- Born: May 1801 Monticello, Albemarle County, Virginia, US
- Died: after 1822
- Occupation: Textile Worker
- Known for: Being daughter of Sally Hemings and Thomas Jefferson
- Parent(s): Sally Hemings Thomas Jefferson
- Relatives: Beverly Hemings (brother), Madison Hemings (brother), Eston Hemings (brother)

= Harriet Hemings =

Daughter of Thomas Jefferson (1801-died after 1822)

Harriet Hemings (May 1801 – after 1822) was born into slavery at Monticello, the home of Thomas Jefferson, third president of the United States, in the first year of his presidency. Most historians believe her father was Jefferson, who is believed to have fathered, with his slave Sarah "Sally" Hemings, four children who survived to adulthood.

Additional samples of Thomas Jefferson's hair were identified in the 21st century and were used to create a Jefferson DNA profile, against which those of known descendants of Hemings’ younger brothers were compared. The later DNA testing conclusively proved that Jefferson fathered Hemings' younger brothers, Madison Hemings and Eston Hemings. Descendants of Hemings and her brother Beverley, who both reportedly married white spouses and lived as White Americans, have not thus far been identified.

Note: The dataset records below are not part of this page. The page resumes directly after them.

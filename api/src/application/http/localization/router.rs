use super::handlers::{__path_get_locale, get_locale};
use crate::application::http::server::app_state::AppState;
use axum::{Router, routing::get};
use utoipa::OpenApi;

#[derive(OpenApi)]
#[openapi(paths(get_locale))]
pub struct LocalizationApiDoc;

pub fn localization_routes(state: AppState) -> Router<AppState> {
    Router::new().route(
        &format!("{}/locales/{{language}}", state.args.server.root_path),
        get(get_locale),
    )
}
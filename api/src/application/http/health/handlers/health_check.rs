use serde::{Deserialize, Serialize};
use utoipa::ToSchema;

use crate::application::http::server::api_entities::{api_error::ApiError, response::Response};

#[derive(Debug, PartialEq, Serialize, Deserialize, ToSchema)]
pub struct HealthResponse {
    pub status: String,
    pub version: String,
}

#[utoipa::path(
    get,
    path = "",
    tag = "health",
    summary = "Liveness probe",
    responses(
        (status = 200, body = HealthResponse)
    )
)]
pub async fn health_check() -> Result<Response<HealthResponse>, ApiError> {
    Ok(Response::OK(HealthResponse {
        status: "ok".to_string(),
        version: env!("CARGO_PKG_VERSION").to_string(),
    }))
}
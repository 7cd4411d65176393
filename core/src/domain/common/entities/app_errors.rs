use thiserror::Error;

#[derive(Debug, Clone, Error, PartialEq, Eq)]
pub enum CoreError {
    #[error("Invalid input")]
    Invalid,

    #[error("External service error: {0}")]
    ExternalServiceError(String),

    #[error("Storage error: {0}")]
    StorageError(String),

    #[error("Localization error: {0}")]
    LocalizationError(String),
}
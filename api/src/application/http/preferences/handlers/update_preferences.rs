use axum::{Extension, extract::State};

use crate::application::{
    device_middleware::DeviceContext,
    http::{
        preferences::{
            handlers::get_preferences::PreferencesResponse,
            validators::UpdatePreferencesRequest,
        },
        server::{
            api_entities::{
                api_error::{ApiError, ValidateJson},
                response::Response,
            },
            app_state::AppState,
        },
    },
};

#[utoipa::path(
    put,
    path = "",
    tag = "preferences",
    summary = "Update device preferences",
    description = "Stores the given fields; omitted fields keep their value",
    params(
        ("X-Device-Id" = String, Header, description = "Device identifier"),
    ),
    request_body = UpdatePreferencesRequest,
    responses(
        (status = 200, body = PreferencesResponse)
    )
)]
pub async fn update_preferences(
    State(state): State<AppState>,
    Extension(device): Extension<DeviceContext>,
    ValidateJson(payload): ValidateJson<UpdatePreferencesRequest>,
) -> Result<Response<PreferencesResponse>, ApiError> {
    let preferences = state
        .preferences
        .update(
            &device.device_id,
            payload.into(),
            device.accept_language.as_deref(),
        )
        .await
        .map_err(ApiError::from)?;

    Ok(Response::OK(PreferencesResponse { data: preferences }))
}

While Jefferson did not legally free Harriet, in 1822 when she was 21, he aided her "escape". He saw that she was put in a stage coach and given $50 (~$ in ) for her journey. Her brother Madison Hemings later said she had gone to Washington, D.C., to join their older brother Beverly Hemings, who had similarly left Monticello earlier that year. Both entered into white society and married white partners of good circumstances. All the Hemings children were legally slaves under Virginia law at the time, in accordance of which they inherited the status of their enslaved mother, who was three-quarters European in ancestry. Hemings and her siblings were seven-eighths European in ancestry, called octoroons in the terminology of the time. Legally, Hemings and her siblings were white under Virginia law at the time, even though they were born enslaved. Jefferson freed the two youngest brothers in his will of 1826, so they were legally free.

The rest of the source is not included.